Now you face a cascade of bad options. You could restart the entire pipeline from scratch, wasting 6 hours of compute on samples you already processed. You could manually edit sample 187 out of the input list and run only 188–200, but that requires you to understand exactly where the pipeline state was left. You could fix the corrupted file, but you need to find which of 200 files is sample 187, and you do not know if there are more corrupted files downstream.

All of these problems share a root cause: the pipeline assumed every input would be well-formed. It had no plan for failure.

Production bioinformatics pipelines encounter every category of error:

Pipeline Error Taxonomy: Data Errors, I/O Errors, Resource Errors, Logic Errors, and External Errors

This chapter teaches you to handle all of them.
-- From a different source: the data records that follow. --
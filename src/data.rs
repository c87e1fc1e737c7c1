//! Payload values flowing through the pipeline.
//!
//! [`Data`] is what callers hand to `encode()` and what `decode()` hands
//! back: plain text, raw bytes, or a structured [`serde_json::Value`].

use bytes::Bytes;
use serde_json::Value;

/// A payload at some pipeline stage.
#[derive(Debug, Clone, PartialEq)]
pub enum Data {
    /// Text, assumed to be already serialized unless `encode_strings` is set.
    Text(String),
    /// Raw binary payload.
    Bytes(Bytes),
    /// Structured value to be serialized by a format plugin.
    Value(Value),
}

impl Data {
    /// Returns the text if this is [`Data::Text`].
    pub fn as_text(&self) -> Option<&str> {
        match self {
            Data::Text(s) => Some(s),
            _ => None,
        }
    }

    /// Returns the bytes if this is [`Data::Bytes`].
    pub fn as_bytes(&self) -> Option<&[u8]> {
        match self {
            Data::Bytes(b) => Some(b),
            _ => None,
        }
    }

    /// Returns the structured value if this is [`Data::Value`].
    pub fn as_value(&self) -> Option<&Value> {
        match self {
            Data::Value(v) => Some(v),
            _ => None,
        }
    }

    /// Check if this is [`Data::Text`].
    #[inline]
    pub fn is_text(&self) -> bool {
        matches!(self, Data::Text(_))
    }

    /// Check if this is empty text or empty bytes.
    pub fn is_empty(&self) -> bool {
        match self {
            Data::Text(s) => s.is_empty(),
            Data::Bytes(b) => b.is_empty(),
            Data::Value(_) => false,
        }
    }

    /// Convert into a structured value.
    ///
    /// Text becomes a JSON string; bytes become an array of numbers.
    pub fn into_value(self) -> Value {
        match self {
            Data::Text(s) => Value::String(s),
            Data::Bytes(b) => Value::Array(b.iter().map(|&n| Value::from(n)).collect()),
            Data::Value(v) => v,
        }
    }
}

impl Default for Data {
    fn default() -> Self {
        Data::Text(String::new())
    }
}

impl From<String> for Data {
    fn from(s: String) -> Self {
        Data::Text(s)
    }
}

impl From<&str> for Data {
    fn from(s: &str) -> Self {
        Data::Text(s.to_string())
    }
}

impl From<Bytes> for Data {
    fn from(b: Bytes) -> Self {
        Data::Bytes(b)
    }
}

impl From<Vec<u8>> for Data {
    fn from(b: Vec<u8>) -> Self {
        Data::Bytes(Bytes::from(b))
    }
}

impl From<&[u8]> for Data {
    fn from(b: &[u8]) -> Self {
        Data::Bytes(Bytes::copy_from_slice(b))
    }
}

impl From<Value> for Data {
    fn from(v: Value) -> Self {
        Data::Value(v)
    }
}

#[cfg(test)]
mod tests {
    use super::*;
    use serde_json::json;

    #[test]
    fn test_conversions() {
        assert_eq!(Data::from("hi"), Data::Text("hi".to_string()));
        assert_eq!(
            Data::from(vec![1u8, 2]),
            Data::Bytes(Bytes::from_static(&[1, 2]))
        );
        assert_eq!(Data::from(json!({"a": 1})).as_value(), Some(&json!({"a": 1})));
    }

    #[test]
    fn test_accessors() {
        let text = Data::from("abc");
        assert!(text.is_text());
        assert_eq!(text.as_text(), Some("abc"));
        assert!(text.as_bytes().is_none());

        let bytes = Data::from(&b"xyz"[..]);
        assert_eq!(bytes.as_bytes(), Some(&b"xyz"[..]));
        assert!(!bytes.is_text());
    }

    #[test]
    fn test_is_empty() {
        assert!(Data::default().is_empty());
        assert!(Data::from(Vec::new()).is_empty());
        assert!(!Data::Value(json!(null)).is_empty());
    }

    #[test]
    fn test_into_value() {
        assert_eq!(Data::from("s").into_value(), json!("s"));
        assert_eq!(Data::from(vec![7u8]).into_value(), json!([7]));
    }
}
//! Header module - versioned header grammar.
//!
//! Every header starts with the version marker `SVvv`, where `SV` are
//! literal characters and `vv` is the version as two lowercase hex digits.
//! What follows is defined by the [`VersionRule`] registered for that version.
//!
//! ```text
//! header   := "SV" version ( "F" format ( "T" type )? )?
//! version  := 2 lowercase-hex digits
//! format   := 1 lowercase-hex digit
//! type     := 1 lowercase-hex digit
//! ```
//!
//! # Example
//!
//! ```
//! use data64::header::{self, HeaderFields};
//! use data64::{Format, ReturnType};
//!
//! let fields = HeaderFields {
//!     format: Format::Json,
//!     rtype: ReturnType::ArrObj,
//!     version: None,
//!     full_header: false,
//! };
//! assert_eq!(header::build(&fields).unwrap(), "SV03F1T1");
//! assert_eq!(header::detect("SV03F1T1eyJhIjoxfQ"), 3);
//! ```

mod cursor;
mod registry;
mod v3;

pub use cursor::HeaderCursor;
pub use registry::VersionRegistry;
pub use v3::{FORMAT_LEN, FORMAT_TAG, TYPE_LEN, TYPE_TAG, V3};

use crate::common::{Format, ReturnType};
use crate::error::{Data64Error, Result};
use crate::options::Options;
use crate::settings::Settings;

/// Literal version marker.
pub const MARKER: &str = "SV";

/// Width of the version field in hex digits.
pub const VERSION_LEN: usize = 2;

/// Rules for building and parsing the part of a header after `SVvv`.
pub trait VersionRule: Send + Sync {
    /// The version number this rule handles (1-255).
    fn version(&self) -> u8;

    /// Build the header suffix for the given fields.
    fn build(&self, fields: &HeaderFields) -> String;

    /// Parse the header suffix, storing the fields in the cursor's settings.
    ///
    /// On return, the cursor position must be the start of the payload.
    fn parse(&self, cursor: &mut HeaderCursor<'_>) -> Result<()>;
}

/// Inputs for building a header.
#[derive(Debug, Clone, Copy, PartialEq, Eq)]
pub struct HeaderFields {
    /// Serialization format.
    pub format: Format,
    /// Return type.
    pub rtype: ReturnType,
    /// Version; `None` selects the newest registered one.
    pub version: Option<u8>,
    /// Emit every optional field.
    pub full_header: bool,
}

impl From<&Options> for HeaderFields {
    fn from(opts: &Options) -> Self {
        Self {
            format: opts.format,
            rtype: opts.rtype,
            version: opts.version,
            full_header: opts.full_header,
        }
    }
}

/// Render `number` as lowercase hex, zero-padded to `width` digits.
pub fn hex(number: u8, width: usize) -> String {
    format!("{:0width$x}", number, width = width)
}

/// Decode a fixed-width hex field.
///
/// # Errors
///
/// Returns [`Data64Error::InvalidHeader`] if `field` is empty, contains
/// non-hex characters, or does not fit in a byte.
pub fn dec(field: &str) -> Result<u8> {
    if field.is_empty() || !field.bytes().all(|b| b.is_ascii_hexdigit()) {
        return Err(Data64Error::InvalidHeader(format!(
            "'{}' is not a hex field",
            field
        )));
    }
    u8::from_str_radix(field, 16).map_err(|e| Data64Error::InvalidHeader(e.to_string()))
}

/// The version marker for a version, e.g. `SV03`.
pub fn marker(version: u8) -> String {
    let mut m = String::with_capacity(MARKER.len() + VERSION_LEN);
    m.push_str(MARKER);
    m.push_str(&hex(version, VERSION_LEN));
    m
}

/// Build a header with the global registry.
///
/// # Errors
///
/// Returns [`Data64Error::UnsupportedVersion`] if the version is not registered.
pub fn build(fields: &HeaderFields) -> Result<String> {
    VersionRegistry::global().build(fields)
}

/// Parse a header with the global registry.
///
/// The returned settings hold `Format::None` and no return type for fields
/// absent from the header.
///
/// # Errors
///
/// Returns error if the header names an unsupported version or is malformed.
pub fn parse(input: &str) -> Result<Settings> {
    let mut settings = Settings::new(Format::None, None);
    VersionRegistry::global().parse(input, &mut settings)?;
    Ok(settings)
}

/// Detect a header version with the global registry (0 if none).
pub fn detect(input: &str) -> u8 {
    VersionRegistry::global().detect(input)
}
By the end, you will have a pipeline that processes every valid sample, skips corrupted ones, retries transient failures, logs everything, and produces a report telling you exactly what happened.


Section 1: try/catch Basics

The try/catch construct is BioLang’s mechanism for recovering from errors. When code inside try throws an error, execution jumps to the catch block instead of crashing the entire program.

Your First try/catch

The simplest pattern catches an error and substitutes a default value:

let result = try { int("not_a_number") } catch err { -1 }

The variable err in the catch block contains the error message as a string. You can inspect it, log it, or ignore it:

let value = try {
    read_csv("missing_file.csv")
} catch err {
    println(f"Warning: {err}")
    []
}

This is fundamentally different from letting the error crash your program. Without try/catch, a missing file terminates everything. With it, you decide what happens next.

try/catch Is an Expression

In BioLang, try/catch returns a value. This means you can use it anywhere you would use an expression — in variable assignments, function arguments, or pipe chains:

let samples = try { read_csv("data/sample_sheet.csv") } catch err { [] }

let count = len(try { read_lines("data.txt") } catch err { [] })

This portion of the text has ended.